Third, choosing chen might just work. Choosing chen just might work. What do I mean by that? Responding to someone who does not merit love may throw them off their own path of anger; it might derail their own destructiveness. The beauty and gift of chen is that it has the power to be transformative not only for the person giving it, but also, for the person receiving it, too. It is simply the opposite of anger. Instead of responding viciously, we respond virtuously. Chen, grace, giving people more than they deserve. It might actually become contagious.
Our world is hurting. Our community is hurting. We are hurting.
What might happen if we responded with chen?
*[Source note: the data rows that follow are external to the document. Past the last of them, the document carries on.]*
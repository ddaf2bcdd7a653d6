//! At-most-once admission of delivery ids.
//!
//! GitHub redelivers on timeouts and operators can redeliver by hand, so the
//! same delivery id may arrive several times. The guard admits an id exactly
//! once per TTL window, even when duplicates race each other.

use std::sync::Arc;

use async_trait::async_trait;
use chrono::{DateTime, Duration, Utc};
use tracing::debug;

use crate::DeliveryId;

/// Default time an admitted delivery id is remembered.
pub const DEFAULT_IDEMPOTENCY_TTL_SECONDS: i64 = 24 * 60 * 60;

/// Result of an admission attempt.
#[derive(Debug, Clone, Copy, PartialEq, Eq)]
pub enum Admission {
    /// First sighting inside the TTL window; the caller owns the delivery.
    Admitted,
    /// Already admitted and not yet expired.
    Duplicate,
}

/// Remembered admission of a key.
#[derive(Debug, Clone, PartialEq, Eq)]
pub struct IdempotencyRecord {
    pub key: String,
    pub first_seen_at: DateTime<Utc>,
    pub ttl: Duration,
}

impl IdempotencyRecord {
    pub fn expires_at(&self) -> DateTime<Utc> {
        self.first_seen_at + self.ttl
    }

    pub fn is_expired_at(&self, now: DateTime<Utc>) -> bool {
        now >= self.expires_at()
    }
}

/// Idempotency store failures.
///
/// The guard never admits a delivery it could not record, so callers must
/// turn these into an error response instead of continuing.
#[derive(Debug, Clone, PartialEq, Eq, thiserror::Error)]
pub enum IdempotencyError {
    #[error("Idempotency store unavailable: {message}")]
    StoreUnavailable { message: String },
}

/// Backing storage for admitted keys.
///
/// `try_admit` must be an atomic check-and-set: among concurrent calls for the
/// same unexpired key exactly one returns `true`.
#[async_trait]
pub trait IdempotencyStore: Send + Sync {
    /// Record `key` unless an unexpired record exists. Returns `true` when
    /// this call created the record.
    async fn try_admit(
        &self,
        key: &str,
        ttl: Duration,
        now: DateTime<Utc>,
    ) -> Result<bool, IdempotencyError>;

    /// Forget `key` so that a later delivery with the same id is admitted.
    async fn release(&self, key: &str) -> Result<(), IdempotencyError>;
}

/// Admits each delivery id at most once per TTL window.
#[derive(Clone)]
pub struct IdempotencyGuard {
    store: Arc<dyn IdempotencyStore>,
    ttl: Duration,
}

impl IdempotencyGuard {
    pub fn new(store: Arc<dyn IdempotencyStore>, ttl: Duration) -> Self {
        Self { store, ttl }
    }

    pub fn ttl(&self) -> Duration {
        self.ttl
    }

    pub async fn try_admit(&self, delivery_id: &DeliveryId) -> Result<Admission, IdempotencyError> {
        self.try_admit_at(delivery_id, Utc::now()).await
    }

    pub async fn try_admit_at(
        &self,
        delivery_id: &DeliveryId,
        now: DateTime<Utc>,
    ) -> Result<Admission, IdempotencyError> {
        let admitted = self
            .store
            .try_admit(delivery_id.as_str(), self.ttl, now)
            .await?;

        if admitted {
            Ok(Admission::Admitted)
        } else {
            debug!(delivery_id = %delivery_id, "Delivery already admitted");
            Ok(Admission::Duplicate)
        }
    }

    /// Undo an admission. Used when the delivery could be neither dispatched
    /// nor queued, so that GitHub's redelivery gets a fresh chance.
    pub async fn release(&self, delivery_id: &DeliveryId) -> Result<(), IdempotencyError> {
        self.store.release(delivery_id.as_str()).await
    }
}

impl std::fmt::Debug for IdempotencyGuard {
    fn fmt(&self, f: &mut std::fmt::Formatter<'_>) -> std::fmt::Result {
        f.debug_struct("IdempotencyGuard")
            .field("ttl", &self.ttl)
            .finish_non_exhaustive()
    }
}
With a sense of calmness, kindness and love because that is who we want to be. Isn’t that the whole reason we are here today, fasting and praying?
Let’s admit, hating on anti vaxxers or hating on mask mandators isn’t going to eradicate COVID-19.
Let’s admit that hating those who support the abortion ban isn’t going to change a law.
None of this is to say that we need to give the other side a pass.
We do, however, need to reclaim our power. We need to stop outsourcing our agency to anger. Anger infrequently convinced anyone of anything.
But, kindness might. Chen might. Without breaking the vicious cycle of anger and of hate and of judgment and of rage, there is certainly no possibility.
You might still be thinking, “Rabbi, you are absolutely nuts. I have nothing in my heart and soul for those people who are destroying our world. If you think I am going to listen to this sermon on Chen, on giving people grace who don’t deserve it…you are crazy.”
So let me dial it back a bit — because the reality is, that I’m not speaking about extreme situations. Honestly, extreme examples are simply a distraction from the changes that we really, truly need to make in our own lives and in our inner circles with the people we do care about.
I’m talking about thinking twice before sending an angry email. Approaching a frustrating scenario with a colleague with kindness and compassion. Pausing at home with our children and partners, and responding with care. Making sure we don’t lose cherished friendships. What I’m saying is that no matter how wronged we were, before giving the cold shoulder or lashing out or even reprimanding — we pause and we ask ourselves “will it really make the situation better?”
Will it really make me better?
As we begin this year anew, the choice is ours — to be like Elazar or to be like Rabbi Shimon bar Yochai. Do we emerge from this pandemic and set the world ablaze with judgment and rage? Or do we emerge with compassion and grace?
I know there are many times in this last year that I chose anger. I know rage is all the rage.
In this new year of 5782 my hope is that we can find our way to chen, to grace. For ourselves, for our friends and our family, and for the entire world. May this be a year where we earn the right to say Avinu Malkeinu, Choneinu v’aneinu, ki ayn banu masim. Avinu Malkeinu be gracious and answer us, for we have little merit.
1 Hilchot Deot 2:3
2 Shabbat 33b.
3 Toldot Yaakov Yosef, Vayetze #5 and Chayye Sarah #2
4 Shapiro, Rabbi Rami. Amazing Chesed: Living a Grace-Filled Judaism. Vii.